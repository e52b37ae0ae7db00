use crate::model::Priority;
use serde::{Deserialize, Serialize};
use time::OffsetDateTime;

#[derive(Debug, Clone, PartialEq, Eq, Serialize, Deserialize)]
pub struct Task {
    #[serde(rename = "task", alias = "description")]
    pub(crate) description: String,
    #[serde(default)]
    pub(crate) priority: Priority,
    #[serde(default)]
    pub(crate) done: bool,
    #[serde(with = "rfc3339")]
    pub(crate) created_at: OffsetDateTime,
    #[serde(
        default,
        with = "rfc3339::option",
        skip_serializing_if = "Option::is_none"
    )]
    pub(crate) completed_at: Option<OffsetDateTime>,
}

impl Task {
    pub(crate) fn new(description: String, priority: Priority, created_at: OffsetDateTime) -> Self {
        Self {
            description,
            priority,
            done: false,
            created_at,
            completed_at: None,
        }
    }

    pub fn description(&self) -> &str {
        &self.description
    }

    pub fn priority(&self) -> Priority {
        self.priority
    }

    pub fn is_done(&self) -> bool {
        self.done
    }

    pub fn created_at(&self) -> OffsetDateTime {
        self.created_at
    }

    pub fn completed_at(&self) -> Option<OffsetDateTime> {
        self.completed_at
    }
}

mod rfc3339 {
    use serde::{Deserialize, Deserializer, Serializer};
    use time::OffsetDateTime;
    use time::format_description::well_known::Rfc3339;

    pub fn serialize<S>(value: &OffsetDateTime, serializer: S) -> Result<S::Ok, S::Error>
    where
        S: Serializer,
    {
        let formatted = value.format(&Rfc3339).map_err(serde::ser::Error::custom)?;
        serializer.serialize_str(&formatted)
    }

    pub fn deserialize<'de, D>(deserializer: D) -> Result<OffsetDateTime, D::Error>
    where
        D: Deserializer<'de>,
    {
        let raw = String::deserialize(deserializer)?;
        OffsetDateTime::parse(&raw, &Rfc3339).map_err(serde::de::Error::custom)
    }

    pub mod option {
        use serde::{Deserialize, Deserializer, Serializer};
        use time::OffsetDateTime;
        use time::format_description::well_known::Rfc3339;

        pub fn serialize<S>(value: &Option<OffsetDateTime>, serializer: S) -> Result<S::Ok, S::Error>
        where
            S: Serializer,
        {
            match value {
                Some(value) => {
                    let formatted = value.format(&Rfc3339).map_err(serde::ser::Error::custom)?;
                    serializer.serialize_some(&formatted)
                }
                None => serializer.serialize_none(),
            }
        }

        /// Older files always carried `completed_at`, writing the zero time
        /// `0001-01-01T00:00:00Z` for open tasks. That value decodes as unset.
        pub fn deserialize<'de, D>(deserializer: D) -> Result<Option<OffsetDateTime>, D::Error>
        where
            D: Deserializer<'de>,
        {
            let Some(raw) = Option::<String>::deserialize(deserializer)? else {
                return Ok(None);
            };
            let parsed = OffsetDateTime::parse(&raw, &Rfc3339).map_err(serde::de::Error::custom)?;
            if parsed.year() <= 1 {
                return Ok(None);
            }
            Ok(Some(parsed))
        }
    }
}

★ ★ ★ ★ ★

# Assigned task:
Reproduce, character for character, only the lines of the preceding data that start at the line with "pub fn priority(&self)" and end at the line with "serializer.serialize_some(&formatted)", both included.

# Your solution:
    pub fn priority(&self) -> Priority {
        self.priority
    }

    pub fn is_done(&self) -> bool {
        self.done
    }

    pub fn created_at(&self) -> OffsetDateTime {
        self.created_at
    }

    pub fn completed_at(&self) -> Option<OffsetDateTime> {
        self.completed_at
    }
}

mod rfc3339 {
    use serde::{Deserialize, Deserializer, Serializer};
    use time::OffsetDateTime;
    use time::format_description::well_known::Rfc3339;

    pub fn serialize<S>(value: &OffsetDateTime, serializer: S) -> Result<S::Ok, S::Error>
    where
        S: Serializer,
    {
        let formatted = value.format(&Rfc3339).map_err(serde::ser::Error::custom)?;
        serializer.serialize_str(&formatted)
    }

    pub fn deserialize<'de, D>(deserializer: D) -> Result<OffsetDateTime, D::Error>
    where
        D: Deserializer<'de>,
    {
        let raw = String::deserialize(deserializer)?;
        OffsetDateTime::parse(&raw, &Rfc3339).map_err(serde::de::Error::custom)
    }

    pub mod option {
        use serde::{Deserialize, Deserializer, Serializer};
        use time::OffsetDateTime;
        use time::format_description::well_known::Rfc3339;

        pub fn serialize<S>(value: &Option<OffsetDateTime>, serializer: S) -> Result<S::Ok, S::Error>
        where
            S: Serializer,
        {
            match value {
                Some(value) => {
                    let formatted = value.format(&Rfc3339).map_err(serde::ser::Error::custom)?;
                    serializer.serialize_some(&formatted)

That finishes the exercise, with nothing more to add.